Something different but still maybe par-for-the-course for us: Bristol took her paycheck from starring in a recent episode of "Celebrity Wife Swap" (She and Willow had a ball working with Joan and Melissa Rivers on the episode! Really!) and bought a pontoon. (Oops, I originally read that as poontang. My bad.)(You can spot it festooned with a big bright American flag in the background of one of Piper's collages.)
(You know it has been awhile since Bristol received a check for being the worst dancer in DWTS's history, and she takes her first big payday since and buys a boat? Nice to see she learned fiscal responsibility from her mother.)
So we finally felt like tourists out on our lake putzing around – no gill nets, cork lines, lead lines, chaos – just floatin' in slow motion.
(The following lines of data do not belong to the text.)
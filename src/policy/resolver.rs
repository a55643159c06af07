//! Stakeholder access resolver
//!
//! Resolves one permission check to allow/deny/abstain:
//!
//! 1. The first configured group the identity belongs to is the *active
//!    group*; later groups are never consulted, even if they also match.
//! 2. No active group, or a reserved realm, abstains.
//! 3. Within an actionable realm, the resource string is matched against the
//!    active group's patterns for that realm: any match allows, a configured
//!    scope with no match denies, and an unconfigured scope abstains.
//!
//! Ticket checks go through the ticket's milestone: the resource string is
//! the title of the milestone the ticket belongs to, so a group scoped to
//! specific milestones sees exactly the tickets under them. An unassigned
//! ticket carries an empty title, which no non-trivial pattern matches.

use crate::config::StakeholderConfig;
use crate::error::ConfigError;
use crate::policy::patterns::PatternSet;
use crate::policy::types::{Decision, GroupMembership, Realm};
use tracing::{debug, trace};

/// Immutable, compiled snapshot of the stakeholder rules.
///
/// Built once from a [`StakeholderConfig`]; pattern compilation errors
/// surface here, so `check` itself can never fail. Replaced wholesale on
/// reload (see [`SharedRules`](crate::policy::store::SharedRules)).
#[derive(Debug)]
pub struct StakeholderResolver {
    groups: Vec<GroupScopes>,
}

/// Compiled per-group scopes, one pattern set per configurable realm
#[derive(Debug)]
struct GroupScopes {
    name: String,
    milestone: PatternSet,
    wiki: PatternSet,
}

impl StakeholderResolver {
    /// Compile a resolver from raw configuration
    pub fn new(config: &StakeholderConfig) -> Result<Self, ConfigError> {
        let mut groups = Vec::with_capacity(config.groups.len());

        for rule in &config.groups {
            groups.push(GroupScopes {
                name: rule.name.clone(),
                milestone: PatternSet::new(&rule.name, &rule.milestone)?,
                wiki: PatternSet::new(&rule.name, &rule.wiki)?,
            });
        }

        Ok(Self { groups })
    }

    /// Create a resolver with no groups (abstains on everything)
    pub fn empty() -> Self {
        Self { groups: Vec::new() }
    }

    /// Resolve one permission check.
    ///
    /// Pure over its inputs: the same membership answers and the same
    /// snapshot always produce the same decision, with no side effects.
    pub fn check(
        &self,
        membership: &dyn GroupMembership,
        identity: &str,
        realm: Realm,
        resource: Option<&str>,
    ) -> Decision {
        debug!(identity, %realm, resource, "checking stakeholder access");

        let Some(group) = self.active_group(membership, identity) else {
            trace!(identity, "identity matches no configured group");
            return Decision::Abstain;
        };

        let decision = match realm {
            Realm::Milestone => Self::check_scope(&group.milestone, resource),
            Realm::Wiki => Self::check_scope(&group.wiki, resource),
            // Ticket access follows the ticket's milestone title.
            Realm::Ticket => Self::check_scope(&group.milestone, resource),
            Realm::Attachment | Realm::Changeset | Realm::Source | Realm::Repository => {
                trace!(%realm, "realm is reserved");
                Decision::Abstain
            }
        };

        debug!(identity, group = %group.name, %realm, %decision, "resolved");
        decision
    }

    /// First configured group the identity belongs to.
    ///
    /// A section named exactly like the identity counts as membership, so a
    /// rules file can scope a single user without any group definition.
    fn active_group(&self, membership: &dyn GroupMembership, identity: &str) -> Option<&GroupScopes> {
        self.groups
            .iter()
            .find(|group| group.name == identity || membership.is_member(identity, &group.name))
    }

    fn check_scope(patterns: &PatternSet, resource: Option<&str>) -> Decision {
        if patterns.is_empty() {
            // Realm not configured for this group; other policies decide.
            return Decision::Abstain;
        }

        let key = resource.unwrap_or("");
        match patterns.find_match(key) {
            Some(pattern) => {
                trace!(resource = key, pattern, "resource within granted scope");
                Decision::Allow
            }
            None => {
                trace!(resource = key, "resource outside granted scope");
                Decision::Deny
            }
        }
    }

    /// Configured group names, in priority order
    pub fn group_names(&self) -> impl Iterator<Item = &str> {
        self.groups.iter().map(|g| g.name.as_str())
    }

    /// Number of configured groups
    pub fn group_count(&self) -> usize {
        self.groups.len()
    }
}

#[cfg(test)]
mod tests {
    use super::*;
    use crate::config::GroupRule;
    use crate::policy::types::StaticGroups;

    fn config() -> StakeholderConfig {
        StakeholderConfig {
            groups: vec![
                GroupRule {
                    name: "buckirb_stakeholders".into(),
                    milestone: vec!["Buck-IRB*".into()],
                    wiki: vec!["Projects/Buck-IRB*".into(), "Public*".into()],
                },
                GroupRule {
                    name: "coi_stakeholders".into(),
                    milestone: vec!["COI*".into(), "Trustees COI*".into()],
                    wiki: vec!["Projects/COI*".into(), "Public*".into()],
                },
                GroupRule {
                    name: "wiki_only".into(),
                    milestone: vec![],
                    wiki: vec!["Handbook*".into()],
                },
            ],
        }
    }

    fn resolver() -> StakeholderResolver {
        StakeholderResolver::new(&config()).unwrap()
    }

    fn alice() -> StaticGroups {
        StaticGroups::for_identity("alice", ["buckirb_stakeholders"])
    }

    #[test]
    fn test_unknown_identity_abstains_everywhere() {
        let resolver = resolver();
        let membership = StaticGroups::new();

        for realm in Realm::all() {
            assert_eq!(
                resolver.check(&membership, "mallory", *realm, Some("Buck-IRB 1.9")),
                Decision::Abstain
            );
        }
    }

    #[test]
    fn test_milestone_in_scope_allows() {
        assert_eq!(
            resolver().check(&alice(), "alice", Realm::Milestone, Some("Buck-IRB 1.9")),
            Decision::Allow
        );
    }

    #[test]
    fn test_milestone_out_of_scope_denies() {
        assert_eq!(
            resolver().check(&alice(), "alice", Realm::Milestone, Some("COI 2.0")),
            Decision::Deny
        );
    }

    #[test]
    fn test_wiki_scope() {
        let resolver = resolver();
        assert_eq!(
            resolver.check(&alice(), "alice", Realm::Wiki, Some("Projects/Buck-IRB/Issues")),
            Decision::Allow
        );
        assert_eq!(
            resolver.check(&alice(), "alice", Realm::Wiki, Some("Projects/COI/Notes")),
            Decision::Deny
        );
    }

    #[test]
    fn test_reserved_realm_abstains_even_with_active_group() {
        assert_eq!(
            resolver().check(&alice(), "alice", Realm::Changeset, Some("r123")),
            Decision::Abstain
        );
    }

    #[test]
    fn test_ticket_follows_milestone() {
        let resolver = resolver();
        assert_eq!(
            resolver.check(&alice(), "alice", Realm::Ticket, Some("Buck-IRB 1.9")),
            Decision::Allow
        );
        assert_eq!(
            resolver.check(&alice(), "alice", Realm::Ticket, Some("COI 2.0")),
            Decision::Deny
        );
    }

    #[test]
    fn test_unassigned_ticket_denied_for_milestone_scoped_group() {
        assert_eq!(
            resolver().check(&alice(), "alice", Realm::Ticket, None),
            Decision::Deny
        );
    }

    #[test]
    fn test_unconfigured_realm_abstains() {
        let membership = StaticGroups::for_identity("wanda", ["wiki_only"]);
        let resolver = resolver();

        // No milestone patterns at all: tickets and milestones abstain.
        assert_eq!(
            resolver.check(&membership, "wanda", Realm::Ticket, None),
            Decision::Abstain
        );
        assert_eq!(
            resolver.check(&membership, "wanda", Realm::Milestone, Some("Buck-IRB 1.9")),
            Decision::Abstain
        );
        assert_eq!(
            resolver.check(&membership, "wanda", Realm::Wiki, Some("Handbook/Intro")),
            Decision::Allow
        );
    }

    #[test]
    fn test_first_match_group_wins() {
        // bob is in both groups; only the first-declared one governs, even
        // though the second would have allowed this milestone.
        let membership =
            StaticGroups::for_identity("bob", ["buckirb_stakeholders", "coi_stakeholders"]);

        assert_eq!(
            resolver().check(&membership, "bob", Realm::Milestone, Some("COI 2.0")),
            Decision::Deny
        );
    }

    #[test]
    fn test_identity_named_section_applies_directly() {
        let config = StakeholderConfig {
            groups: vec![GroupRule {
                name: "carol".into(),
                milestone: vec!["Common *".into()],
                wiki: vec![],
            }],
        };
        let resolver = StakeholderResolver::new(&config).unwrap();
        let membership = StaticGroups::new();

        assert_eq!(
            resolver.check(&membership, "carol", Realm::Milestone, Some("Common 1.0")),
            Decision::Allow
        );
        assert_eq!(
            resolver.check(&membership, "dave", Realm::Milestone, Some("Common 1.0")),
            Decision::Abstain
        );
    }

    #[test]
    fn test_empty_resolver_abstains() {
        let resolver = StakeholderResolver::empty();
        assert_eq!(
            resolver.check(&alice(), "alice", Realm::Wiki, Some("Public/Contact")),
            Decision::Abstain
        );
    }

    #[test]
    fn test_invalid_pattern_fails_compilation() {
        let config = StakeholderConfig {
            groups: vec![GroupRule {
                name: "broken".into(),
                milestone: vec!["[oops".into()],
                wiki: vec![],
            }],
        };

        assert!(matches!(
            StakeholderResolver::new(&config).unwrap_err(),
            ConfigError::InvalidPattern { .. }
        ));
    }
}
All we're missing is the heat! I'm glad our girls are learning mechanical skills and a general knowledge of "how stuff works" with their acquiring of various pieces of equipment and large used toys for their Alaskan lifestyle. I respect the hardcore, real world skills needed to keep things running.
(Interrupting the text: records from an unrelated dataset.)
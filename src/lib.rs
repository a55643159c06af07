//! Stakeholder access policy
//!
//! A permission policy that limits what project stakeholders can see in a
//! project-tracking tool. Access to milestones, wiki pages and tickets is
//! scoped by glob patterns assigned to named stakeholder groups in an
//! ini-style rules file; everything else is left to the rest of the host's
//! policy chain.
//!
//! ## Features
//!
//! - **Tri-state decisions** - allow / deny / abstain, so the policy
//!   composes with the host's other permission policies
//! - **First-match groups** - rules-file order is priority order; the first
//!   group an identity belongs to governs the whole check
//! - **Glob scopes** - anchored shell-style globs (`*`, `?`, `[...]`) over
//!   milestone titles and wiki paths; tickets are gated by their milestone
//! - **Hot reload** - the rules file is re-read when it changes on disk,
//!   swapped in atomically, and a broken edit keeps the previous rules
//!
//! ## Example rules file
//!
//! ```ini
//! [buckirb_stakeholders]
//! milestone = Buck-IRB*
//! wiki = Projects/Buck-IRB*, Public*
//!
//! [coi_stakeholders]
//! milestone = COI*, Trustees COI*
//! wiki = Projects/COI*, Projects/Trustees COI*, Public*
//! ```
//!
//! ## Embedding
//!
//! ```no_run
//! use std::sync::Arc;
//! use stakeholder_policy::policy::{
//!     AccessRequest, PermissionPolicy, StakeholderPolicy, StaticGroups,
//! };
//!
//! let mut membership = StaticGroups::new();
//! membership.add("buckirb_stakeholders", "alice");
//!
//! let policy = StakeholderPolicy::watching(
//!     "/etc/tracker/stakeholders.conf",
//!     Arc::new(membership),
//! )?;
//!
//! let decision = policy.check(&AccessRequest::wiki("alice", "Projects/Buck-IRB/Issues"));
//! # Ok::<(), stakeholder_policy::ConfigError>(())
//! ```

pub mod config;
pub mod error;
pub mod policy;

// Re-export main types
pub use config::{GroupRule, StakeholderConfig, load_rules, load_rules_from_str};
pub use error::{ConfigError, ConfigResult};
pub use policy::{
    AccessRequest, Decision, GroupMembership, PermissionPolicy, PolicyChain, Realm,
    StakeholderPolicy, StakeholderResolver, StaticGroups,
};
Enough sport fishing for now though, or as Todd says,"Enough playing with our food," because our commercial fishing season soon peaks. The guys have headed over to Bristol Bay to slay salmon at our sites while I stay back awhile to get Piper to basketball camps, do some work for FOX, finish my Christmas book, then travel Outside for various events.
Have a great pre-Independence Day week. Take time to appreciate the bounty we're blessed with on God's green earth. I encourage you to get outdoors, breathe it all in, and be thankful! (And once again if you're not sure how to "breathe it all in" here is a helpful video for ya.)
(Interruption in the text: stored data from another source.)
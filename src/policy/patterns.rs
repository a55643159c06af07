//! Glob pattern sets for resource scopes
//!
//! Patterns use shell-style glob syntax: `*` matches any run of characters
//! (including `/`, so `Projects/Buck-IRB*` covers subpages), `?` matches a
//! single character, and `[...]` character classes are supported. Matches are
//! anchored to the full resource string and case-sensitive.

use crate::error::ConfigError;
use globset::{Glob, GlobSet, GlobSetBuilder};

/// An ordered set of glob patterns compiled at load time
#[derive(Debug)]
pub struct PatternSet {
    sources: Vec<String>,
    set: GlobSet,
}

impl PatternSet {
    /// Compile a list of glob patterns.
    ///
    /// `group` only labels the error when a pattern fails to compile.
    pub fn new(group: &str, patterns: &[String]) -> Result<Self, ConfigError> {
        let mut builder = GlobSetBuilder::new();

        for pattern in patterns {
            let glob = Glob::new(pattern).map_err(|e| ConfigError::InvalidPattern {
                group: group.to_string(),
                pattern: pattern.clone(),
                reason: e.kind().to_string(),
            })?;
            builder.add(glob);
        }

        let set = builder.build().map_err(|e| ConfigError::InvalidPattern {
            group: group.to_string(),
            pattern: e.glob().map(|g| g.to_string()).unwrap_or_default(),
            reason: e.kind().to_string(),
        })?;

        Ok(Self {
            sources: patterns.to_vec(),
            set,
        })
    }

    /// Create an empty pattern set (matches nothing)
    pub fn empty() -> Self {
        Self {
            sources: Vec::new(),
            set: GlobSet::empty(),
        }
    }

    /// Check if a resource string matches any pattern
    pub fn matches(&self, resource: &str) -> bool {
        self.set.is_match(resource)
    }

    /// Check if a resource string matches, returning the matching pattern
    pub fn find_match(&self, resource: &str) -> Option<&str> {
        self.set
            .matches(resource)
            .first()
            .map(|&i| self.sources[i].as_str())
    }

    /// Check if this set has any patterns
    pub fn is_empty(&self) -> bool {
        self.sources.is_empty()
    }

    /// Get the number of patterns
    pub fn len(&self) -> usize {
        self.sources.len()
    }

    /// The configured pattern strings, in priority order
    pub fn sources(&self) -> &[String] {
        &self.sources
    }
}

impl Default for PatternSet {
    fn default() -> Self {
        Self::empty()
    }
}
Yeah I think we can all agree that this was written without any professional assistance. "Floatin' in slow motion" and "without any horticultural care" are pure unadulterated Palinese.
Palin then offers two recipes, one for Todd's mother's pie crust (Along with a link to the filling recipe she found on the internet) and the other for beer batter halibut in which she suggests that you get a store bought box of beer batter mix and then provides these helpful directions, "Follow instructions on the box of mix." (My God, my mouth is watering already.)
What's even more humorous is that she is afraid that her instructions for making pie crust are TOO wordy so she offers this explanation, "forgive the elementary instructions – they're written for my Taco Bell-addicted kids and their peers." Which essentially calls her out on the fact that her children are used to eating fast food, and don't follow instructions well.
Yeah, like we did not already know that.
I think this post was also important in that Palin wants to put to rest those rumors that she is now essentially living full time in Arizona by showing her doing "Alaska things" and talking about how much she loves doing them. (When we ALL know she hates it up here and has always wanted to get the fuck out.)
All in all this is one of the more unintentionally humorous postings from her Facebook account, and for once she did not attack the President, the media, or Liberals. (Well she did take that one swipe at Hillary. But what can you say? She's a horrible bitch.)
P.S. Oh and before I forget, I must mention that mixed in with "Piper's collage" are numerous pictures of Tripp smiling for the camera, because, you know, Mercedes is a liar. (Don't tell me she doesn't read here!)